Pamplona Actual

Un estudio demuestra que los metales pesados dañan el ADN incluso a bajas exposiciones

Millones de personas alrededor del mundo están expuestas a metales pesados sin saberlo, como el plomo, el arsénico o el cromo

PUBLICIDAD

PUBLICIDAD

  • Investigadores del Instituto BIOMA observan, veinte años después, el impacto de un único abonado con lodos sobre un pastizal mediterráneo

Millones de personas en todo el mundo se enfrentan a la exposición de metales pesados como el plomo, arsénico y cromo, sin ser conscientes de los riesgos. Trabajadores en sectores como la soldadura, fundiciones, reciclaje de baterías, minería o manufacturas, así como quienes residen cerca de vertederos, industrias o suelos contaminados, están en riesgo de inhalar o ingerir estos metales diariamente. Esta exposición puede tener consecuencias significativas para la salud humana.

Un metaanálisis reciente, publicado en la revista Mutation Research Reviews, ha puesto de manifiesto el impacto de estos metales en el ADN humano. El estudio, liderado por un equipo internacional de científicos, entre los que se encuentra Amaya Azqueta del Instituto BIOMA, ha confirmado que la exposición a metales pesados provoca daños considerables en el material genético, incluso en niveles que se consideran habituales en entornos laborales o ambientales. Tras 25 años de investigación y el análisis de 66 estudios, se ha demostrado que las personas expuestas presentan un aumento en las roturas de ADN, un biomarcador relacionado con graves enfermedades como el cáncer y trastornos cardiovasculares.

Daño genético en trabajadores expuestos

Para evaluar este daño, los investigadores utilizaron el ensayo del cometa, una técnica que mide la migración del ADN 'deshilachado' en un campo eléctrico debido a roturas. Los resultados muestran que los trabajadores expuestos al plomo experimentan casi el doble de daño genético en comparación con la población no expuesta. Además, aquellos que inhalan humos de soldadura, ricos en cromo, presentan los niveles más altos de daño.
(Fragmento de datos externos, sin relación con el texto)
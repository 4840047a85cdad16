//! `tubby`: run Tubby bytecode from the command line
//!
//! This binary only parses arguments, sets up logging and colour, and hands
//! over to `tubby_cli` (lib).

#![forbid(unsafe_code)]

use std::{path::PathBuf, process::ExitCode};

use anyhow::Result;
use clap::{ArgAction, Parser, Subcommand, ValueEnum};

use tubby_cli as cli;

// ──────────────────────────── CLI (clap) ────────────────────────────

#[derive(Debug, Parser)]
#[command(name = "tubby", version, about = "Tubby VM: decode and execute Tubby bytecode", long_about = None)]
struct Opt {
    /// More log output (-v, -vv, -vvv)
    #[arg(short = 'v', long = "verbose", action = ArgAction::Count, global = true)]
    verbose: u8,

    /// Errors only
    #[arg(short = 'q', long = "quiet", action = ArgAction::SetTrue, global = true)]
    quiet: bool,

    /// Colour for status lines on stderr
    #[arg(long = "color", value_enum, default_value_t = ColorChoice::Auto, global = true)]
    color: ColorChoice,

    #[command(subcommand)]
    cmd: Command,
}

#[derive(Debug, Clone, Copy, ValueEnum)]
enum ColorChoice {
    Auto,
    Always,
    Never,
}

#[derive(Debug, Subcommand)]
enum Command {
    /// Execute a bytecode file until the program counter leaves the program
    Run {
        /// Bytecode file (or - for stdin)
        program: Option<PathBuf>,
        /// Report execution time and instruction count on stderr
        #[arg(long)]
        time: bool,
    },
}

// ──────────────────────────── Logger / colour ────────────────────────────

fn init_telemetry(verbose: u8, quiet: bool) {
    #[cfg(feature = "trace")]
    {
        let level = if quiet {
            "error"
        } else {
            match verbose {
                0 => "warn",
                1 => "info",
                2 => "debug",
                _ => "trace",
            }
        };
        // an explicit RUST_LOG wins over -v/-q
        if std::env::var_os("RUST_LOG").is_none() {
            std::env::set_var("RUST_LOG", level);
        }
        cli::init_logger();
    }
    #[cfg(not(feature = "trace"))]
    {
        let _ = (verbose, quiet);
    }
}

fn init_color(choice: ColorChoice) {
    #[cfg(feature = "color")]
    {
        match choice {
            ColorChoice::Auto => owo_colors::unset_override(),
            ColorChoice::Always => owo_colors::set_override(true),
            ColorChoice::Never => owo_colors::set_override(false),
        }
    }
    #[cfg(not(feature = "color"))]
    {
        let _ = choice;
    }
}

// ──────────────────────────── main ────────────────────────────

fn main() -> ExitCode {
    match real_main() {
        Ok(()) => ExitCode::SUCCESS,
        Err(e) => {
            cli::status_error(&format!("{e:#}"));
            ExitCode::from(1)
        },
    }
}

fn real_main() -> Result<()> {
    let opt = Opt::parse();

    init_color(opt.color);
    init_telemetry(opt.verbose, opt.quiet);

    let command = match opt.cmd {
        Command::Run { program, time } => {
            cli::Command::Run(cli::RunTask { program: cli::Input::from_arg(program), time })
        },
    };

    cli::execute(command)
}
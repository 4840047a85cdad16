//! Bytecode model: opcode table, typed instructions and the program container.

/// Opcode bytes and their arity.
pub mod opcode;
/// Arguments and typed instructions.
pub mod instr;
/// Decoded program plus byte-level decode/encode.
pub mod program;

pub use instr::{Arg, Instruction, Operands, LITERAL_TAG, REGISTER_TAG};
pub use opcode::Opcode;
pub use program::Program;
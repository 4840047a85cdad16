//! tubby-cli: library behind the `tubby` binary
//!
//! Keeps the testable part of the CLI out of `main.rs`: loading program bytes
//! (file or stdin), decoding, running against a sink, timing, and the status
//! lines printed on stderr. Argument parsing stays in `main.rs`.

#![deny(unused_must_use)]
#![forbid(unsafe_code)]

use std::{
    fs,
    io::{self, Read, Write},
    path::PathBuf,
    time::{Duration, Instant},
};

use anyhow::{Context, Result};

#[cfg(feature = "color")]
use owo_colors::{OwoColorize, Stream, Style};

use tubby_core::Program;
use tubby_vm::Machine;

// ───────────────────────────── Public types ─────────────────────────────

/// High-level command, already parsed.
#[derive(Clone, Debug)]
pub enum Command {
    /// Decode and execute a program.
    Run(RunTask),
}

#[derive(Clone, Debug, Default)]
pub struct RunTask {
    pub program: Input,
    pub time: bool, // report elapsed time and step count on stderr
}

/// Where program bytes come from.
#[derive(Clone, Debug, Default)]
pub enum Input {
    Path(PathBuf),
    #[default]
    Stdin,
}

impl Input {
    /// `None` and `-` both mean stdin.
    pub fn from_arg(arg: Option<PathBuf>) -> Self {
        match arg {
            Some(p) if p.as_os_str() != "-" => Self::Path(p),
            _ => Self::Stdin,
        }
    }

    fn describe(&self) -> String {
        match self {
            Self::Path(p) => p.to_string_lossy().to_string(),
            Self::Stdin => "<stdin>".to_string(),
        }
    }
}

/// Summary of a completed run.
#[derive(Clone, Copy, Debug)]
pub struct RunReport {
    /// Instructions executed before the counter left the program.
    pub steps: u64,
    /// Wall time spent executing (decoding excluded).
    pub elapsed: Duration,
}

// ───────────────────────────── Initialisation ─────────────────────────────

/// Installs `env_logger` (feature `trace`); honours `RUST_LOG`.
pub fn init_logger() {
    #[cfg(feature = "trace")]
    {
        let _ = env_logger::Builder::from_env(env_logger::Env::default().default_filter_or("warn"))
            .format_timestamp_millis()
            .try_init();
    }
}

// ───────────────────────────── Execution ─────────────────────────────

/// Runs a command against the real stdin and stdout.
pub fn execute(cmd: Command) -> Result<()> {
    match cmd {
        Command::Run(task) => run_entry(&task),
    }
}

fn run_entry(task: &RunTask) -> Result<()> {
    let report = run_program_with(&task.program, io::stdin().lock(), io::stdout().lock())?;
    if task.time {
        status_info("TIME", &time_summary(&report));
    }
    Ok(())
}

/// Loads, decodes and runs the program from `input`, writing its output to `out`.
///
/// Nothing is executed if decoding fails.
pub fn run_program<W: Write>(input: &Input, out: W) -> Result<RunReport> {
    run_program_with(input, io::stdin().lock(), out)
}

/// Like [`run_program`], with `stdin` standing in for the process stdin.
pub fn run_program_with<R: Read, W: Write>(input: &Input, stdin: R, out: W) -> Result<RunReport> {
    let name = input.describe();
    let bytes = read_program(input, stdin).with_context(|| format!("reading program {name}"))?;
    let program = Program::from_bytes(&bytes).with_context(|| format!("decoding {name}"))?;

    #[cfg(feature = "trace")]
    log::info!("{name}: {} bytes, {} instructions", bytes.len(), program.len());

    let mut machine = Machine::new(program, out);
    let start = Instant::now();
    let steps = machine.run().with_context(|| format!("executing {name}"))?;
    let elapsed = start.elapsed();

    machine.into_output().flush().context("flushing program output")?;
    Ok(RunReport { steps, elapsed })
}

fn read_program<R: Read>(input: &Input, mut stdin: R) -> io::Result<Vec<u8>> {
    match input {
        Input::Path(p) => fs::read(p),
        Input::Stdin => {
            let mut buf = Vec::new();
            stdin.read_to_end(&mut buf)?;
            Ok(buf)
        },
    }
}

/// Body of the `TIME` status line printed by `run --time`.
pub fn time_summary(report: &RunReport) -> String {
    format!("{} instructions in {} ms", report.steps, report.elapsed.as_millis())
}

// ───────────────────────────── Status lines ─────────────────────────────

/// `error: <msg>` on stderr.
pub fn status_error(msg: &str) {
    #[cfg(feature = "color")]
    {
        eprintln!(
            "{} {msg}",
            "error:".if_supports_color(Stream::Stderr, |t| t.style(Style::new().red().bold()))
        );
    }
    #[cfg(not(feature = "color"))]
    {
        eprintln!("error: {msg}");
    }
}

fn status_info(tag: &str, msg: &str) {
    #[cfg(feature = "color")]
    {
        eprintln!(
            "{} {msg}",
            tag.if_supports_color(Stream::Stderr, |t| t.style(Style::new().blue().bold()))
        );
    }
    #[cfg(not(feature = "color"))]
    {
        eprintln!("{tag} {msg}");
    }
}

// ───────────────────────────── Tests ─────────────────────────────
Este hallazgo subraya la necesidad de prestar atención a las condiciones de trabajo y los riesgos asociados con la exposición a metales pesados.

El impacto de esta exposición es especialmente preocupante en países de renta media, donde la protección laboral es limitada y la exposición suele ser mayor. Amaya Azqueta destaca que la mayor incidencia de daño genético en estos países refleja desigualdades en cuanto a regulación, control ambiental y protección laboral. Esta situación alarma a los investigadores, quienes abogan por una mayor vigilancia sanitaria y mejoras en las condiciones laborales para mitigar los efectos adversos de estos metales en la salud humana.

Reclamaciones por una mayor vigilancia sanitaria

A pesar de que el riesgo no es inmediato, el estudio sugiere que el efecto de estos compuestos podría estar erosionando lentamente el material genético, aumentando la probabilidad de desarrollar enfermedades graves a largo plazo. Los científicos instan a implementar políticas más estrictas que limiten la emisión de metales pesados en el medio ambiente y a mejorar las condiciones laborales para proteger a los trabajadores y las comunidades expuestas. Las medidas preventivas son esenciales para reducir el impacto negativo de estos metales en la salud pública.

La investigación liderada por Amaya Azqueta y su equipo ha puesto de relieve la importancia de abordar este problema global. Los resultados del metaanálisis subrayan la necesidad de una acción coordinada a nivel internacional para proteger a las poblaciones vulnerables de la exposición a metales pesados. Las políticas de salud pública deben centrarse en mejorar la regulación y el control ambiental, así como en proporcionar una mejor protección laboral a los trabajadores en riesgo.

La exposición a metales pesados es un desafío de salud pública que requiere atención urgente. Los hallazgos del estudio destacan la importancia de implementar medidas efectivas para reducir la exposición y mitigar los efectos adversos en la salud humana. La comunidad científica, los responsables políticos y las organizaciones de salud deben trabajar juntos para abordar este problema y proteger a las generaciones futuras de los riesgos asociados con la exposición a metales pesados.